Sunday, June 24, 2012

Identity

Some travel journal musings from March 1st, in Istanbul...

It was just last semester when one of my history professors asked us to write essays on personal identity. Somehow it was easy to write the essay, easy to spew information about the activities and relationships that in many ways define me and have definitely shaped me, fairly simple to compose something that was close to what the professor was looking for -- and yet I left the task deeply unsatisfied. Was that genuine? I asked myself. Is that really who you are, right now? Beneath the surface of trying to keep everything together day to day, there was a part of me that knew the answers were no. I couldn’t really pin down what defined me anymore, though I knew what my cookie-cutter replies should be. It was one of those moments where, if I’d been at home, I would have pulled a dusty shoebox of baby photographs off a shelf in the basement, carried it to my room, sat in patch of sunlight, and looked through images of smiling parents and baby-dimpled Emilie Anne, deeply loved and innocent, her life full and rich ahead of her. But I couldn’t do that...I was miles away from home, swamped by assignments and a cramped schedule and relationships in which I felt inadequate. And so I pushed all those thoughts and uncertainties deeper down inside where maybe they wouldn’t well up to be dealt with. Most of us know that this doesn’t work for very long. I think part of me was also waiting desperately to just get away from Westmont and leave some of these questions behind in the excitement and new formations of time abroad. But -- lo and behold -- it was still the same Emilie that found herself in Turkey, still the same Emilie that didn’t want to wade through murky thoughts for fear of getting stuck in the mud and watching, as if in a bad dream, the rest of the world pass by unhindered. 
It shouldn’t really come as much of a surprise to me that it is here in Turkey that I’ve really started to evaluate my identity, a still somewhat vague idea of self worth and purpose and motivation all meshed together with an intertwining of the past, the present, and the future.
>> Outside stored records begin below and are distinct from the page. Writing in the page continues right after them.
//! Chat-completions backend for OpenAI-style HTTP APIs (vLLM, Ollama, hosted).

use std::time::Duration;

use async_trait::async_trait;
use reqwest::{header, Client, Response, StatusCode};
use serde::{Deserialize, Serialize};
use tracing::debug;

use super::traits::{CompletionBackend, CompletionRequest, CompletionResponse, LlmError};

/// Talks to `{base_url}/chat/completions`.
pub struct OpenAiBackend {
    client: Client,
    endpoint: String,
    model: String,
    api_key: Option<String>,
}

impl OpenAiBackend {
    /// `base_url` is the API root, e.g. `http://localhost:11434/v1`.
    pub fn new(
        base_url: impl Into<String>,
        model: impl Into<String>,
        api_key: Option<String>,
        timeout: Duration,
    ) -> Result<Self, LlmError> {
        let client = Client::builder()
            .timeout(timeout)
            .build()
            .map_err(|e| LlmError::Unavailable(format!("http client: {e}")))?;

        let base_url = base_url.into();
        Ok(Self {
            client,
            endpoint: format!("{}/chat/completions", base_url.trim_end_matches('/')),
            model: model.into(),
            api_key,
        })
    }

    fn body<'a>(&'a self, request: &'a CompletionRequest) -> ChatBody<'a> {
        let messages = request
            .system
            .as_deref()
            .map(|content| Turn {
                role: "system",
                content,
            })
            .into_iter()
            .chain(std::iter::once(Turn {
                role: "user",
                content: &request.prompt,
            }))
            .collect();

        ChatBody {
            model: &self.model,
            messages,
            max_tokens: request.max_tokens,
            temperature: request.temperature,
            response_format: request.json_output.then_some(JsonMode {
                kind: "json_object",
            }),
        }
    }
}

#[derive(Serialize)]
struct ChatBody<'a> {
    model: &'a str,
    messages: Vec<Turn<'a>>,
    #[serde(skip_serializing_if = "Option::is_none")]
    max_tokens: Option<u32>,
    #[serde(skip_serializing_if = "Option::is_none")]
    temperature: Option<f32>,
    #[serde(skip_serializing_if = "Option::is_none")]
    response_format: Option<JsonMode>,
}

#[derive(Serialize)]
struct Turn<'a> {
    role: &'static str,
    content: &'a str,
}

#[derive(Serialize)]
struct JsonMode {
    #[serde(rename = "type")]
    kind: &'static str,
}

#[derive(Deserialize)]
struct ChatReply {
    #[serde(default)]
    choices: Vec<ReplyChoice>,
    usage: Option<ReplyUsage>,
}

#[derive(Deserialize)]
struct ReplyChoice {
    message: ReplyMessage,
    finish_reason: Option<String>,
}

#[derive(Deserialize)]
struct ReplyMessage {
    content: Option<String>,
}

#[derive(Deserialize)]
struct ReplyUsage {
    #[serde(default)]
    prompt_tokens: u32,
    #[serde(default)]
    completion_tokens: u32,
}

/// Seconds from a `Retry-After` header, in milliseconds.
fn retry_after_ms(response: &Response) -> Option<u64> {
    response
        .headers()
        .get(header::RETRY_AFTER)?
        .to_str()
        .ok()?
        .trim()
        .parse::<u64>()
        .ok()
        .map(|secs| secs * 1000)
}

#[async_trait]
impl CompletionBackend for OpenAiBackend {
    fn id(&self) -> &str {
        &self.model
    }

    async fn complete(&self, request: CompletionRequest) -> Result<CompletionResponse, LlmError> {
        let mut http = self.client.post(&self.endpoint).json(&self.body(&request));
        if let Some(key) = &self.api_key {
            http = http.bearer_auth(key);
        }

        debug!(model = %self.model, endpoint = %self.endpoint, "Posting chat completion");
        let response = http
            .send()
            .await
            .map_err(|e| LlmError::NetworkError(e.to_string()))?;

        match response.status() {
            status if status.is_success() => {}
            StatusCode::TOO_MANY_REQUESTS => {
                return Err(LlmError::RateLimited {
                    retry_after_ms: retry_after_ms(&response),
                });
            }
            status => {
                let detail = response.text().await.unwrap_or_default();
                return Err(LlmError::RequestFailed(format!("{status}: {detail}")));
            }
        }

        let reply: ChatReply = response
            .json()
            .await
            .map_err(|e| LlmError::ParseError(e.to_string()))?;

        let Some(choice) = reply.choices.into_iter().next() else {
            return Err(LlmError::ParseError("reply has no choices".to_string()));
        };

        Ok(CompletionResponse {
            content: choice.message.content.unwrap_or_default(),
            truncated: choice.finish_reason.as_deref() == Some("length"),
            tokens_used: reply.usage.map(|u| u.prompt_tokens + u.completion_tokens),
        })
    }
}

#[cfg(test)]
mod tests {
    use super::*;
    use wiremock::matchers::{body_partial_json, header, method, path};
    use wiremock::{Mock, MockServer, ResponseTemplate};

    fn backend(uri: &str, key: Option<&str>) -> OpenAiBackend {
        OpenAiBackend::new(
            format!("{uri}/v1/"),
            "test-model",
            key.map(String::from),
            Duration::from_secs(5),
        )
        .unwrap()
    }

    #[tokio::test]
    async fn test_first_choice_and_usage() {
        let server = MockServer::start().await;
        Mock::given(method("POST"))
            .and(path("/v1/chat/completions"))
            .and(header("authorization", "Bearer secret"))
            .and(body_partial_json(serde_json::json!({
                "model": "test-model",
                "response_format": {"type": "json_object"},
                "messages": [{"role": "user", "content": "hi"}]
            })))
            .respond_with(ResponseTemplate::new(200).set_body_json(serde_json::json!({
                "choices": [
                    {"message": {"content": "[]"}, "finish_reason": "length"}
                ],
                "usage": {"prompt_tokens": 12, "completion_tokens": 1}
            })))
            .mount(&server)
            .await;

        let response = backend(&server.uri(), Some("secret"))
            .complete(CompletionRequest::user("hi").with_json_output())
            .await
            .unwrap();

        assert_eq!(response.content, "[]");
        assert!(response.truncated);
        assert_eq!(response.tokens_used, Some(13));
    }

    #[tokio::test]
    async fn test_throttling_reads_retry_after() {
        let server = MockServer::start().await;
        Mock::given(method("POST"))
            .and(path("/v1/chat/completions"))
            .respond_with(ResponseTemplate::new(429).insert_header("retry-after", "3"))
            .mount(&server)
            .await;

        let result = backend(&server.uri(), None)
            .complete(CompletionRequest::user("hi"))
            .await;

        assert!(matches!(
            result,
            Err(LlmError::RateLimited {
                retry_after_ms: Some(3000)
            })
        ));
    }

    #[tokio::test]
    async fn test_no_choices_is_parse_error() {
        let server = MockServer::start().await;
        Mock::given(method("POST"))
            .and(path("/v1/chat/completions"))
            .respond_with(
                ResponseTemplate::new(200).set_body_json(serde_json::json!({"choices": []})),
            )
            .mount(&server)
            .await;

        let result = backend(&server.uri(), None)
            .complete(CompletionRequest::user("hi"))
            .await;

        assert!(matches!(result, Err(LlmError::ParseError(_))));
    }
}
One would think that being abroad in an unfamiliar country, surrounded by strangers speaking in a language we can’t usually understand, would not be much of a confidence booster in the way of solidifying one’s selfhood. I said something to this effect to Lauren (in a conversation we were having over domates çorba), to which she replied that maybe it is during these times that we most discover who we are, because we have nothing else to rely on. We are surrounded, even invaded, by the unfamiliar and by otherness. As long as we do not put up walls that keep everything out altogether, the challenges we face in confronting this newness compel us to fortify ourselves in formerly underdeveloped ways. Not to say that “the Other” should be thought of as a foe; on the contrary, I think that a profound enriching of our lives can occur when we wisely but wholeheartedly surrender the blockades that keep us from interacting with this new invading force that has the power to instill so much exciting change and future openness in our hearts. 
All this to say that when I have very little of my usual lifestyle and comforts (be they relationships, places, activities, etc.) to fall back upon in defining myself, I am forced to turn both inward and outward -- in a manifestation of my personality, sense of identity, actions, and behaviors -- in such a way that would never have been possible were I at Westmont or back in Washington right now. Jim had once told us how he came to the realization that “you are a human being, not a human doing.” If nothing else, this is something I realize I really want to carry home with me at the end of this time abroad: a sense that my identity comes not as much from what I decide to fill up my time with on a daily basis as much as from a deeper understanding of who I am no matter what I’m doing or where I’m living or with whom I’m interacting. With my interactions with Turks here, it’s somehow clearer to me how I am perceived as an individual, i.e. what aspects of my personality people are drawn to and what sides of myself could be eradicated to make me more whole and healthy, both internally and in communicating and connecting with people. Living abroad is kind of like visiting a hamam for the first time: you’re apprehensive, maybe even insecure, about the thought of being naked in front of so many strangers as well as your friends...as you first enter the hamam you clutch your towel tightly around your body...then someone wrenches it deftly away from you, and you are exposed. You can have one of two reactions, or maybe a mingling of the two: a moment of sheer terror when you confront the fact that you are fully uncovered and vulnerable...or a time of enjoyment in the liberating realization that everybody has bodies, everyone is on equal footing, and that overall the hamam experience is quite invigorating, relaxing, and candid. Maybe it is good to have a sense of both, to overcome the former with the latter. Life abroad is like this: it can be a shock when the towel of your old assumptions about yourself (or the circumstances under which you function well) is simply whisked away from you, and you’re left wandering around vulnerably like Adam and Eve in the Garden after the Fall wanting desperately to cover yourself. Yet when you realize that you can no longer live by guise or disguise, you are able to bask in the experience for exactly what it is. It’s just you, plain and simple...and those who surround you, whether as friends or as strangers.